= Material supplied =
● ● ● ● ●

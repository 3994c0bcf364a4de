//! Network scan: nmap XML output imported as `Nmap Scan`

use std::sync::Arc;

use async_trait::async_trait;
use tracing::info;

use super::{ScanJobDefinition, exec_tool};
use crate::application::publisher::ResultPublisher;
use crate::application::workflow::JobContext;
use crate::domain::entities::{ImportRequest, ScanRequest, ScanResult};
use crate::domain::errors::ScanError;
use crate::domain::services::ContainerRuntime;
use crate::domain::value_objects::ScanType;

pub struct NetworkScanJob {
    runtime: Arc<dyn ContainerRuntime>,
    publisher: Arc<ResultPublisher>,
    container: String,
}

impl NetworkScanJob {
    pub fn new(
        runtime: Arc<dyn ContainerRuntime>,
        publisher: Arc<ResultPublisher>,
        container: String,
    ) -> Self {
        Self {
            runtime,
            publisher,
            container,
        }
    }

    fn command(request: &ScanRequest) -> Vec<String> {
        let mut command = vec!["nmap".to_string()];
        command.extend(request.option_args());
        command.extend(["-oX".to_string(), "-".to_string(), request.target.clone()]);
        command
    }
}

#[async_trait]
impl ScanJobDefinition for NetworkScanJob {
    fn scan_type(&self) -> ScanType {
        ScanType::NetworkScan
    }

    async fn run(&self, ctx: &JobContext, request: &ScanRequest) -> Result<ScanResult, ScanError> {
        ctx.checkpoint(0, "Initializing network scan").await?;

        ctx.checkpoint(20, &format!("Scanning {}", request.target))
            .await?;
        let output = exec_tool(
            ctx,
            self.runtime.as_ref(),
            "nmap",
            &self.container,
            Self::command(request),
            true,
        )
        .await?;
        let report = output.stdout;

        ctx.checkpoint(60, "Uploading to storage").await?;
        let artifact = self
            .publisher
            .persist(ScanType::NetworkScan, &request.target, report.clone())
            .await?;

        ctx.checkpoint(80, "Importing to vulnerability management")
            .await?;
        let import = self
            .publisher
            .import(ImportRequest {
                scan_type: "Nmap Scan".to_string(),
                engagement_name: format!("Nmap Scan - {}", request.target),
                filename: artifact.filename.clone(),
                content_type: ScanType::NetworkScan.content_type().to_string(),
                content: report,
            })
            .await;

        ctx.checkpoint(100, "Completed").await?;
        info!(job_id = %ctx.job_id, target = %request.target, "Network scan finished");

        Ok(ScanResult::new(request, artifact, import))
    }
}

#[cfg(test)]
mod tests {
    use tokio_util::sync::CancellationToken;

    use super::super::test_support::*;
    use super::*;
    use crate::domain::entities::ImportResult;

    const NMAP_XML: &str = r#"<?xml version="1.0"?><nmaprun><host><address addr="10.0.0.5"/></host></nmaprun>"#;

    fn setup(
        runtime: FakeRuntime,
        dojo: RecordingDojo,
    ) -> (NetworkScanJob, Arc<FakeRuntime>, Arc<MemoryArtifacts>, Arc<RecordingDojo>) {
        let runtime = Arc::new(runtime);
        let artifacts = Arc::new(MemoryArtifacts::default());
        let dojo = Arc::new(dojo);
        let publisher = Arc::new(ResultPublisher::new(artifacts.clone(), dojo.clone()));
        let job = NetworkScanJob::new(runtime.clone(), publisher, "ptaas-nmap".to_string());
        (job, runtime, artifacts, dojo)
    }

    #[tokio::test]
    async fn test_network_scan_publishes_checkpoints() {
        let (job, runtime, artifacts, dojo) =
            setup(FakeRuntime::returning(0, NMAP_XML), RecordingDojo::imported());
        let store = Arc::new(RecordingJobStore::default());
        let request = ScanRequest::new(ScanType::NetworkScan, "10.0.0.5", None, "-sV -sC").unwrap();
        let ctx = job_context(store.clone(), &request, CancellationToken::new());

        let result = job.run(&ctx, &request).await.unwrap();

        assert_eq!(store.progress_values(), vec![0, 20, 60, 80, 100]);

        assert!(result.filename.starts_with("networkscan_10.0.0.5_"));
        assert!(result.filename.ends_with(".xml"));
        let timestamp = result
            .filename
            .trim_start_matches("networkscan_10.0.0.5_")
            .trim_end_matches(".xml");
        assert!(timestamp.parse::<i64>().is_ok());
        assert_eq!(result.status, "success");
        assert!(result.import.is_imported());

        let calls = runtime.calls.lock().unwrap();
        assert_eq!(calls[0].0, "ptaas-nmap");
        assert_eq!(calls[0].1, vec!["nmap", "-sV", "-sC", "-oX", "-", "10.0.0.5"]);

        let objects = artifacts.objects.lock().unwrap();
        let (content, content_type) = objects.get(&result.filename).unwrap();
        assert_eq!(content, NMAP_XML.as_bytes());
        assert_eq!(content_type, "application/xml");

        let imports = dojo.imports.lock().unwrap();
        assert_eq!(imports[0].scan_type, "Nmap Scan");
        assert_eq!(imports[0].engagement_name, "Nmap Scan - 10.0.0.5");
    }

    #[tokio::test]
    async fn test_failed_import_degrades_result() {
        let (job, _, _, _) = setup(FakeRuntime::returning(0, NMAP_XML), RecordingDojo::failing());
        let store = Arc::new(RecordingJobStore::default());
        let request = ScanRequest::new(ScanType::NetworkScan, "10.0.0.5", None, "-sV").unwrap();
        let ctx = job_context(store, &request, CancellationToken::new());

        let result = job.run(&ctx, &request).await.unwrap();

        assert!(matches!(
            result.import,
            ImportResult::Failed {
                status_code: Some(502),
                ..
            }
        ));
        assert!(result.storage_url.ends_with(&result.filename));
    }

    #[tokio::test]
    async fn test_non_zero_exit_fails_with_output() {
        let (job, _, artifacts, _) = setup(
            FakeRuntime::returning(1, "Failed to resolve \"nowhere\"."),
            RecordingDojo::imported(),
        );
        let store = Arc::new(RecordingJobStore::default());
        let request = ScanRequest::new(ScanType::NetworkScan, "nowhere", None, "-sV").unwrap();
        let ctx = job_context(store.clone(), &request, CancellationToken::new());

        let err = job.run(&ctx, &request).await.unwrap_err();

        assert!(matches!(err, ScanError::ToolExecution { exit_code: Some(1), .. }));
        assert!(err.to_string().contains("Failed to resolve"));
        assert_eq!(store.progress_values(), vec![0, 20]);
        assert!(artifacts.objects.lock().unwrap().is_empty());
    }

    #[tokio::test]
    async fn test_missing_container_is_tool_unavailable() {
        let (job, _, _, _) = setup(
            FakeRuntime::failing(ScanError::unavailable("nmap", "No such container: ptaas-nmap")),
            RecordingDojo::imported(),
        );
        let request = ScanRequest::new(ScanType::NetworkScan, "10.0.0.5", None, "-sV").unwrap();
        let ctx = job_context(Arc::new(RecordingJobStore::default()), &request, CancellationToken::new());

        let err = job.run(&ctx, &request).await.unwrap_err();
        assert!(matches!(err, ScanError::ToolUnavailable { .. }));
    }

    #[tokio::test]
    async fn test_cancelled_job_stops_at_next_boundary() {
        let (job, runtime, _, _) =
            setup(FakeRuntime::returning(0, NMAP_XML), RecordingDojo::imported());
        let request = ScanRequest::new(ScanType::NetworkScan, "10.0.0.5", None, "-sV").unwrap();
        let cancel = CancellationToken::new();
        cancel.cancel();
        let ctx = job_context(Arc::new(RecordingJobStore::default()), &request, cancel);

        let err = job.run(&ctx, &request).await.unwrap_err();

        assert_eq!(err.to_string(), "soft time limit exceeded");
        assert!(runtime.calls.lock().unwrap().is_empty());
    }
}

● ● ● ● ●

= Task to carry out =
Transcribe the whole listing with nothing added or left out.

= Exercise result =
repository 3994c0bcf364a4de
//! Network scan: nmap XML output imported as `Nmap Scan`

use std::sync::Arc;

use async_trait::async_trait;
use tracing::info;

use super::{ScanJobDefinition, exec_tool};
use crate::application::publisher::ResultPublisher;
use crate::application::workflow::JobContext;
use crate::domain::entities::{ImportRequest, ScanRequest, ScanResult};
use crate::domain::errors::ScanError;
use crate::domain::services::ContainerRuntime;
use crate::domain::value_objects::ScanType;

pub struct NetworkScanJob {
    runtime: Arc<dyn ContainerRuntime>,
    publisher: Arc<ResultPublisher>,
    container: String,
}

impl NetworkScanJob {
    pub fn new(
        runtime: Arc<dyn ContainerRuntime>,
        publisher: Arc<ResultPublisher>,
        container: String,
    ) -> Self {
        Self {
            runtime,
            publisher,
            container,
        }
    }

    fn command(request: &ScanRequest) -> Vec<String> {
        let mut command = vec!["nmap".to_string()];
        command.extend(request.option_args());
        command.extend(["-oX".to_string(), "-".to_string(), request.target.clone()]);
        command
    }
}

#[async_trait]
impl ScanJobDefinition for NetworkScanJob {
    fn scan_type(&self) -> ScanType {
        ScanType::NetworkScan
    }

    async fn run(&self, ctx: &JobContext, request: &ScanRequest) -> Result<ScanResult, ScanError> {
        ctx.checkpoint(0, "Initializing network scan").await?;

        ctx.checkpoint(20, &format!("Scanning {}", request.target))
            .await?;
        let output = exec_tool(
            ctx,
            self.runtime.as_ref(),
            "nmap",
            &self.container,
            Self::command(request),
            true,
        )
        .await?;
        let report = output.stdout;

        ctx.checkpoint(60, "Uploading to storage").await?;
        let artifact = self
            .publisher
            .persist(ScanType::NetworkScan, &request.target, report.clone())
            .await?;

        ctx.checkpoint(80, "Importing to vulnerability management")
            .await?;
        let import = self
            .publisher
            .import(ImportRequest {
                scan_type: "Nmap Scan".to_string(),
                engagement_name: format!("Nmap Scan - {}", request.target),
                filename: artifact.filename.clone(),
                content_type: ScanType::NetworkScan.content_type().to_string(),
                content: report,
            })
            .await;

        ctx.checkpoint(100, "Completed").await?;
        info!(job_id = %ctx.job_id, target = %request.target, "Network scan finished");

        Ok(ScanResult::new(request, artifact, import))
    }
}

#[cfg(test)]
mod tests {
    use tokio_util::sync::CancellationToken;

    use super::super::test_support::*;
    use super::*;
    use crate::domain::entities::ImportResult;

    const NMAP_XML: &str = r#"<?xml version="1.0"?><nmaprun><host><address addr="10.0.0.5"/></host></nmaprun>"#;

    fn setup(
        runtime: FakeRuntime,
        dojo: RecordingDojo,
    ) -> (NetworkScanJob, Arc<FakeRuntime>, Arc<MemoryArtifacts>, Arc<RecordingDojo>) {
        let runtime = Arc::new(runtime);
        let artifacts = Arc::new(MemoryArtifacts::default());
        let dojo = Arc::new(dojo);
        let publisher = Arc::new(ResultPublisher::new(artifacts.clone(), dojo.clone()));
        let job = NetworkScanJob::new(runtime.clone(), publisher, "ptaas-nmap".to_string());
        (job, runtime, artifacts, dojo)
    }

    #[tokio::test]
    async fn test_network_scan_publishes_checkpoints() {
        let (job, runtime, artifacts, dojo) =
            setup(FakeRuntime::returning(0, NMAP_XML), RecordingDojo::imported());
        let store = Arc::new(RecordingJobStore::default());
        let request = ScanRequest::new(ScanType::NetworkScan, "10.0.0.5", None, "-sV -sC").unwrap();
        let ctx = job_context(store.clone(), &request, CancellationToken::new());

        let result = job.run(&ctx, &request).await.unwrap();

        assert_eq!(store.progress_values(), vec![0, 20, 60, 80, 100]);

        assert!(result.filename.starts_with("networkscan_10.0.0.5_"));
        assert!(result.filename.ends_with(".xml"));
        let timestamp = result
            .filename
            .trim_start_matches("networkscan_10.0.0.5_")
            .trim_end_matches(".xml");
        assert!(timestamp.parse::<i64>().is_ok());
        assert_eq!(result.status, "success");
        assert!(result.import.is_imported());

        let calls = runtime.calls.lock().unwrap();
        assert_eq!(calls[0].0, "ptaas-nmap");
        assert_eq!(calls[0].1, vec!["nmap", "-sV", "-sC", "-oX", "-", "10.0.0.5"]);

        let objects = artifacts.objects.lock().unwrap();
        let (content, content_type) = objects.get(&result.filename).unwrap();
        assert_eq!(content, NMAP_XML.as_bytes());
        assert_eq!(content_type, "application/xml");

        let imports = dojo.imports.lock().unwrap();
        assert_eq!(imports[0].scan_type, "Nmap Scan");
        assert_eq!(imports[0].engagement_name, "Nmap Scan - 10.0.0.5");
    }

    #[tokio::test]
    async fn test_failed_import_degrades_result() {
        let (job, _, _, _) = setup(FakeRuntime::returning(0, NMAP_XML), RecordingDojo::failing());
        let store = Arc::new(RecordingJobStore::default());
        let request = ScanRequest::new(ScanType::NetworkScan, "10.0.0.5", None, "-sV").unwrap();
        let ctx = job_context(store, &request, CancellationToken::new());

        let result = job.run(&ctx, &request).await.unwrap();

        assert!(matches!(
            result.import,
            ImportResult::Failed {
                status_code: Some(502),
                ..
            }
        ));
        assert!(result.storage_url.ends_with(&result.filename));
    }

    #[tokio::test]
    async fn test_non_zero_exit_fails_with_output() {
        let (job, _, artifacts, _) = setup(
            FakeRuntime::returning(1, "Failed to resolve \"nowhere\"."),
            RecordingDojo::imported(),
        );
        let store = Arc::new(RecordingJobStore::default());
        let request = ScanRequest::new(ScanType::NetworkScan, "nowhere", None, "-sV").unwrap();
        let ctx = job_context(store.clone(), &request, CancellationToken::new());

        let err = job.run(&ctx, &request).await.unwrap_err();

        assert!(matches!(err, ScanError::ToolExecution { exit_code: Some(1), .. }));
        assert!(err.to_string().contains("Failed to resolve"));
        assert_eq!(store.progress_values(), vec![0, 20]);
        assert!(artifacts.objects.lock().unwrap().is_empty());
    }

    #[tokio::test]
    async fn test_missing_container_is_tool_unavailable() {
        let (job, _, _, _) = setup(
            FakeRuntime::failing(ScanError::unavailable("nmap", "No such container: ptaas-nmap")),
            RecordingDojo::imported(),
        );
        let request = ScanRequest::new(ScanType::NetworkScan, "10.0.0.5", None, "-sV").unwrap();
        let ctx = job_context(Arc::new(RecordingJobStore::default()), &request, CancellationToken::new());

        let err = job.run(&ctx, &request).await.unwrap_err();
        assert!(matches!(err, ScanError::ToolUnavailable { .. }));
    }

    #[tokio::test]
    async fn test_cancelled_job_stops_at_next_boundary() {
        let (job, runtime, _, _) =
            setup(FakeRuntime::returning(0, NMAP_XML), RecordingDojo::imported());
        let request = ScanRequest::new(ScanType::NetworkScan, "10.0.0.5", None, "-sV").unwrap();
        let cancel = CancellationToken::new();
        cancel.cancel();
        let ctx = job_context(Arc::new(RecordingJobStore::default()), &request, cancel);

        let err = job.run(&ctx, &request).await.unwrap_err();

        assert_eq!(err.to_string(), "soft time limit exceeded");
        assert!(runtime.calls.lock().unwrap().is_empty());
    }
}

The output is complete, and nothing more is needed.